Siria. Turchi e ribelli alleati entrano ad Afrin sconfiggendo i curdi

di Enrico Oliari

I militari turchi ed i loro alleati “ribelli”, perlopiù miliziani siriani delle popolazioni turcomanne, sono entrati ad Afrin dopo che i curdi dell’Ypg hanno perso il controllo di diversi quartieri dell’importante nodo strategico. Con l’operazione “Ramoscello d’ulivo”, promossa dal presidente turco Recep Tayyp Erdogan, l’esercito turco conta di spingere i curdi ad est dell’Eufrate, nonostante questi abbiano di recente ricevuto rinforzi sia dalle Sdf (sigla che raccoglie i curdi dell’Ypg, milizie cristiane, sciite e sunnite anti-Isis), sia da milizie fedeli a Bashar al-Assad.

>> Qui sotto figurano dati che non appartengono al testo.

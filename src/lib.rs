//! `ad-security` reads and edits the security descriptors of directory objects.
//!
//! A descriptor is decoded from the bytes of the object's `nTSecurityDescriptor`
//! attribute, queried or edited in memory, then encoded and written back:
//!
//! ```
//! use ad_security::descriptor::SecurityDescriptor;
//! use ad_security::mask::SEC_ADS_GENERIC_READ;
//! use ad_security::rights::{add_right, query_right, Inherited, RightType};
//! use ad_security::sid::Sid;
//!
//! let user: Sid = "S-1-5-21-1004336348-1177238915-682003330-1105".parse().unwrap();
//! let mut sd = SecurityDescriptor::new();
//! add_right(&mut sd, &user, SEC_ADS_GENERIC_READ, None, true);
//!
//! let state = query_right(&sd, &user, SEC_ADS_GENERIC_READ, None);
//! assert!(state.get(Inherited::No, RightType::Allow));
//!
//! let bytes = sd.to_bytes().unwrap();
//! assert_eq!(SecurityDescriptor::from_bytes(&bytes).unwrap(), sd);
//! ```

pub mod acl;
pub mod descriptor;
pub mod directory;
pub mod error;
pub mod guid;
pub mod mask;
#[cfg(windows)]
pub mod native;
pub mod policy;
pub mod rights;
pub mod schema;
pub mod sid;

pub use crate::error::{Error, Result};
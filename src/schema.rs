//! Extended rights known to the directory: name <-> GUID.
//!
//! The built-in table covers the rights and property sets the policies and the
//! right-name display need. More can be loaded from TOML:
//!
//! ```toml
//! [[extended_right]]
//! cn = "User-Change-Password"
//! guid = "ab721a53-1e2f-11d0-9819-00aa0040529b"
//! display_name = "Change Password"
//! ```

use std::collections::HashMap;
use std::fs;
use std::path::Path;

use serde::Deserialize;
use tracing::debug;

use crate::error::{Error, Result};
use crate::guid::Guid;

pub const USER_CHANGE_PASSWORD: &str = "User-Change-Password";

const BUILTIN_RIGHTS: &[(&str, &str, &str)] = &[
    (USER_CHANGE_PASSWORD, "ab721a53-1e2f-11d0-9819-00aa0040529b", "Change Password"),
    ("User-Force-Change-Password", "00299570-246d-11d0-a768-00aa006e0529", "Reset Password"),
    ("Send-As", "ab721a54-1e2f-11d0-9819-00aa0040529b", "Send As"),
    ("Receive-As", "ab721a56-1e2f-11d0-9819-00aa0040529b", "Receive As"),
    ("Personal-Information", "77b5b886-944a-11d1-aebd-0000f80367c1", "Personal Information"),
    ("Public-Information", "e48d0154-bcf8-11d1-8702-00c04fb96050", "Public Information"),
    ("General-Information", "59ba2f42-79a2-11d0-9020-00c04fc2d3cf", "General Information"),
    ("Web-Information", "e45795b3-9455-11d1-aebd-0000f80367c1", "Web Information"),
    ("User-Logon", "5f202010-79a5-11d0-9020-00c04fc2d4cf", "Logon Information"),
    ("Membership", "bc0ac240-79a9-11d0-9020-00c04fc2d4cf", "Group Membership"),
    ("Allowed-To-Authenticate", "68b1d179-0d15-4d4f-ab71-46152e79a7bc", "Allowed to Authenticate"),
];

#[derive(Debug, Deserialize)]
struct SchemaFile {
    #[serde(default)]
    extended_right: Vec<RightEntry>,
}

#[derive(Debug, Deserialize)]
struct RightEntry {
    cn: String,
    guid: String,
    display_name: Option<String>,
}

#[derive(Clone, Debug, PartialEq, Eq)]
pub struct ExtendedRight {
    pub cn: String,
    pub guid: Guid,
    pub display_name: Option<String>,
}

impl ExtendedRight {
    pub fn name(&self) -> &str {
        self.display_name.as_deref().unwrap_or(&self.cn)
    }
}

#[derive(Clone, Debug)]
pub struct RightsSchema {
    rights: Vec<ExtendedRight>,
    by_cn: HashMap<String, usize>,
    by_guid: HashMap<Guid, usize>,
}

impl Default for RightsSchema {
    fn default() -> RightsSchema {
        let mut schema = RightsSchema::empty();
        for &(cn, guid, display_name) in BUILTIN_RIGHTS {
            let inserted = guid.parse().and_then(|guid| {
                schema.insert(ExtendedRight {
                    cn: cn.to_owned(),
                    guid,
                    display_name: Some(display_name.to_owned()),
                })
            });
            debug_assert!(inserted.is_ok(), "built-in right {} rejected", cn);
        }

        schema
    }
}

impl RightsSchema {
    pub fn empty() -> RightsSchema {
        RightsSchema {
            rights: Vec::new(),
            by_cn: HashMap::new(),
            by_guid: HashMap::new(),
        }
    }

    /// Built-in table extended by the rights in `text`. Entries with a known cn replace
    /// the built-in one.
    pub fn from_toml_str(text: &str) -> Result<RightsSchema> {
        let file: SchemaFile = toml::from_str(text).map_err(|e| Error::Config(e.to_string()))?;

        let mut schema = RightsSchema::default();
        for entry in file.extended_right {
            let guid = entry.guid.parse()?;
            schema.insert(ExtendedRight {
                cn: entry.cn,
                guid,
                display_name: entry.display_name,
            })?;
        }

        debug!(rights = schema.rights.len(), "loaded rights schema");
        Ok(schema)
    }

    pub fn from_path<P: AsRef<Path>>(path: P) -> Result<RightsSchema> {
        let path = path.as_ref();
        let text = fs::read_to_string(path).map_err(|e| Error::Config(format!("{}: {}", path.display(), e)))?;

        RightsSchema::from_toml_str(&text)
    }

    /// A GUID belongs to a single cn. Re-inserting a cn replaces its entry.
    fn insert(&mut self, right: ExtendedRight) -> Result<()> {
        let slot = self.by_cn.get(&right.cn).copied();
        if let Some(&owner) = self.by_guid.get(&right.guid) {
            if slot != Some(owner) {
                return Err(Error::Config(format!(
                    "{}: GUID {} already belongs to {}",
                    right.cn, right.guid, self.rights[owner].cn
                )));
            }
        }

        match slot {
            Some(i) => {
                let old_guid = self.rights[i].guid;
                if self.by_guid.get(&old_guid) == Some(&i) {
                    self.by_guid.remove(&old_guid);
                }
                self.by_guid.insert(right.guid, i);
                self.rights[i] = right;
            }
            None => {
                let i = self.rights.len();
                self.by_cn.insert(right.cn.clone(), i);
                self.by_guid.insert(right.guid, i);
                self.rights.push(right);
            }
        }

        Ok(())
    }

    pub fn right_guid(&self, cn: &str) -> Option<Guid> {
        self.by_cn.get(cn).map(|&i| self.rights[i].guid)
    }

    /// Display name of the right, falling back to its cn.
    pub fn right_name(&self, guid: &Guid) -> Option<&str> {
        self.by_guid.get(guid).map(|&i| self.rights[i].name())
    }

    pub fn rights(&self) -> &[ExtendedRight] {
        &self.rights
    }
}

L’Osservatorio siriano per i diritti umani, organizzazione vicina alle opposizioni e con sede a Londra, ma che ha dato in più occasioni prova di avere il polso della situazione, ha riportato che “Sono in corso combattimenti dentro la città, dove le forze turche i loro alleati ribelli hanno occupato alcuni quartieri”, ed anche i ribelli filo-turchi hanno riportato che “siamo entrati nella città da est e da ovest”, oltre di aver preso il controllo di Ashrafieh e Jamiliyyeh.
Erdogan conta quindi di allontanare la presenza dei curdi, da lui indicati come “terroristi”, al fine di tenere sotto il suo diretto controllo i territori siriani a sud-ovest della frontiera, ed in più occasioni ha affermato che “le organizzazioni terroristiche pagheranno un alto prezzo per i loro errori”, promettendo di inseguirli fino al confine iracheno.
Quelli che il presidente turco indica come “terroristi” sono i curdi dell’Ypg (Unità di protezione del popolo), ala armata del Partito Democratico (Pyd), che hanno rappresentato il primo baluardo all’espansione dell’Isis (si pensi alla storica battaglia di Kobane) in un’epoca in cui decine di migliaia di foreign fighters transitavano dagli aeroporti turchi per ingrossare le fila dello Stato Islamico, armi per ribelli e jihadisti passavano dalla Turchia alla Siria, i miliziani dell’Isis erano curati negli ospedali turchi e soprattutto il petrolio del “Califfo” andava in Turchia.
Erdogan sembra comunque agire con il placet di Russia e Iran a seguito di un accordo raggiunto in occasione dei colloqui di Astana, ma nei giorni scorsi il ministro degli Esteri russo, Sergei Lavrov, si è lasciato scappare che la “Turchia avrebbe dovuto costituire 23 posti di blocco a sud di Afrin come da accordo raggiunto ad Astana sulla zona cuscinetto lungo il confine”, per cui appare possibile che il potente ministro del Cremlino si sia fatto mettere nel sacco dal presidente turco.
Afrin, nell’ovest della Turchia, è una città di 200mila abitanti a maggioranza curdi, ma da lì parte una cintura a sud della frontiera turca che di fatto avrebbe tagliato, nell’ottica di Ankara, i collegamenti con i ribelli turcomanni. Per i curdo-siriani Afrin è una delle tre province del Rojava, regione curda che durante il conflitto si è proclamata autonoma in vista di una ripartizione federale della Siria.